В ее лице что-то переменилось, как будто игра наконец-то стала более азартной. Возможно, она самую малость подняла брови, или чуть-чуть растянула рот в усмешке, или просто скривила губу – как бы то ни было, он ощутил это физически, словно удар. Бранные слова не принесли ему никакого удовлетворения; он осознавал, как они звучат и что за ними кроется, но они вырвались сами собой – больше ему нечего было бросить ей в лицо.
– Вот как, – протянула она, – это уже что-то…

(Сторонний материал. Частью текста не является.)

use std::collections::{BTreeMap, HashMap};
use tracing::debug;

use crate::content::ApiVerse;
use crate::sanitize::clean_footnotes;
use crate::types::{SynthesisItem, Verse, TRANSLATION_UNAVAILABLE};

/// Build verses with translations in `translation_ids` order, plus the
/// matching synthesis batch.
///
/// Output is ascending by verse number; a verse number seen twice keeps its
/// first record. Ids missing from a verse get [`TRANSLATION_UNAVAILABLE`].
pub fn assemble_verses(
    chapter_number: u32,
    records: &[ApiVerse],
    translation_ids: &[u32],
) -> (Vec<Verse>, Vec<SynthesisItem>) {
    let mut by_number: BTreeMap<u32, Verse> = BTreeMap::new();

    for record in records {
        if by_number.contains_key(&record.verse_number) {
            debug!("Skipping duplicate record for verse {}:{}", chapter_number, record.verse_number);
            continue;
        }

        let texts: HashMap<u32, &str> = record.translations
            .iter()
            .map(|t| (t.resource_id, t.text.as_str()))
            .collect();

        let translations = translation_ids
            .iter()
            .map(|id| clean_footnotes(texts.get(id).copied().unwrap_or(TRANSLATION_UNAVAILABLE)))
            .collect();

        by_number.insert(record.verse_number, Verse {
            chapter_number,
            verse_number: record.verse_number,
            arabic_text: record.arabic_text.clone(),
            translations,
        });
    }

    let verses: Vec<Verse> = by_number.into_values().collect();
    let items = verses.iter().map(SynthesisItem::from).collect();
    (verses, items)
}
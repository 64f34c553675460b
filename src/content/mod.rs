// Content retrieval from the quran.com API
//
// - Api: response envelopes and schema checks
// - Client: reqwest-based fetcher with per-call timeouts and paging

pub mod api;
pub mod client;

use async_trait::async_trait;

pub use api::{ApiTranslation, ApiVerse};
pub use client::QuranApiClient;

use crate::config::ContentConfig;
use crate::error::Result;
use crate::types::Chapter;

/// Highest chapter number in the mushaf
pub const LAST_CHAPTER: u32 = 114;

/// Chapter metadata together with its raw verse records
#[derive(Debug, Clone)]
pub struct ChapterBundle {
    pub chapter: Chapter,
    pub verses: Vec<ApiVerse>,
}

/// Source of chapter and verse content
#[cfg_attr(test, mockall::automock)]
#[async_trait]
pub trait ContentSource: Send + Sync {
    /// List every chapter in order
    async fn list_chapters(&self) -> Result<Vec<Chapter>>;

    /// Fetch chapter metadata and all of its verses with the given translations
    async fn fetch_chapter_verses(
        &self,
        chapter_number: u32,
        translation_ids: &[u32],
    ) -> Result<ChapterBundle>;
}

/// Factory for creating content sources
pub struct ContentSourceFactory;

impl ContentSourceFactory {
    /// Create the default HTTP-backed content source
    pub fn create_source(config: ContentConfig) -> Result<Box<dyn ContentSource>> {
        Ok(Box::new(QuranApiClient::new(config)?))
    }
}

Он встал, прерывисто дыша; слезы успели высохнуть, но когда он посмотрел на нее, в глазах снова защипало. Она не шевельнулась, только смотрела на него вопрошающе снизу вверх, с каким-то внезапно проснувшимся интересом, даже с опаской, отчего ее холодные, неподвижные черты приобрели некоторую живость.
– Что я тебе сделал? – спросил он, глядя на нее в упор. – Кто тебе дал право так со мной поступать?
У него бешено колотилось сердце, к горлу подступила тошнота, он дрожал от ярости, но при всем том какая-то частица его сознания с отстраненным любопытством наблюдала за этой непривычной, беспрецедентной вспышкой гнева, не без одобрения слушала его речи – это было сродни тому отношению, которое сквозило в глазах Сэры, прочитывалось на ее лице.
Она пожала плечами, проглотила комок в горле, но не отвела взгляда.
– Ты мне ничего не сделал, – медленно произнесла она, – и… Стоку тоже. Конечно, мы не имели права так поступать. Но теперь-то какое это имеет значение? Скажи, разве тебе от этого хуже? – Она смотрела на него так, словно задала серьезный вопрос, на который нельзя найти ответ без посторонней помощи.
– А тебе-то что? – Грэм тряхнул головой и склонился к ней над столом.
У него блестели глаза, теперь он смотрел ей в лицо. Она выдержала его взгляд, но ее зрачки расширились, а под полуопущенными веками мелькнуло нечто похожее на страх. Он снова уловил биение маленькой жилки у нее на шее, заметил, как вздымается и опадает трикотажная майка под серо-зеленым комбинезоном. До него долетал аромат лосьона, которым она воспользовалась после ванны, и свежий запах ее тела. Она опять передернула плечами:
– Просто спросила – и все. Можешь не отвечать. Хотела понять твои ощущения.
– За каким чертом ты это делаешь? – Слова вырвались помимо его воли, он не мог сдержать злость и досадовал на себя, что до сих пор торчит у нее в квартире. – Чего ты добиваешься… Зачем весь этот спектакль?
– Поверь, Грэм, – прерывисто вздохнула она, покачав головой. – Я не хотела оскорбить твои чувства, но когда я обдумывала, что именно скажу и, главное,
Он так и застыл с раскрытым ртом. Потом поднялся со стула и обошел вокруг стола. При его приближении Сэра и не подумала встать, только жилка на шее забилась сильнее, а пальцы сцепились в замок на круглой черной столешнице. Она по-прежнему смотрела туда, где он только что сидел. Грэм прошел за спинкой ее стула и приблизился к окну.
– Мне уйти? – негромко произнес он.
– Да, я хочу, чтобы ты ушел. – Ее голос стал пронзительным и резким.
– Неужели? – все так же тихо переспросил Грэм.
Могу, между прочим, выброситься из окна, подумалось ему, но здесь невысоко, да и ни к чему снова показывать свою боль и обиду. А еще могу задернуть шторы и прыгнуть на нее, зажать ей рот, швырнуть на стол, сорвать одежду, распнуть… короче говоря, сыграть другую роль. На суде можно будет прикрыться временным помрачением рассудка на почве ревности: нормальный судья, скорее всего, вынесет оправдательный приговор. Заявлю, что не применял оружия (разве что известным тупым предметом – между ног, и еще более тупым предметом – по затылку, первозданная кара, вековечная жестокость, крайняя непристойность наслаждения, радость, вывернутая наизнанку, обернувшаяся мукой и ненавистью. Да, вот именно – какая идеальная пытка, архетип всех хитроумных Приспособлений, с которыми испокон веков баловались мы, мужики. Разбить и уничтожить изнутри, не оставляя ни ссадин, ни кровоподтеков снаружи).
Она сама меня спровоцировала, ваша честь.
Да, сама спровоцировала, и катитесь в задницу, ваша честь. Я этого не сделаю – ни с ней, ни с собой. По мне, прав был Пилат: умыл руки и позволил толпе вершить постыдный суд.
Но она по-прежнему сидела к нему спиной. Черные волосы были стянуты в узел на затылке.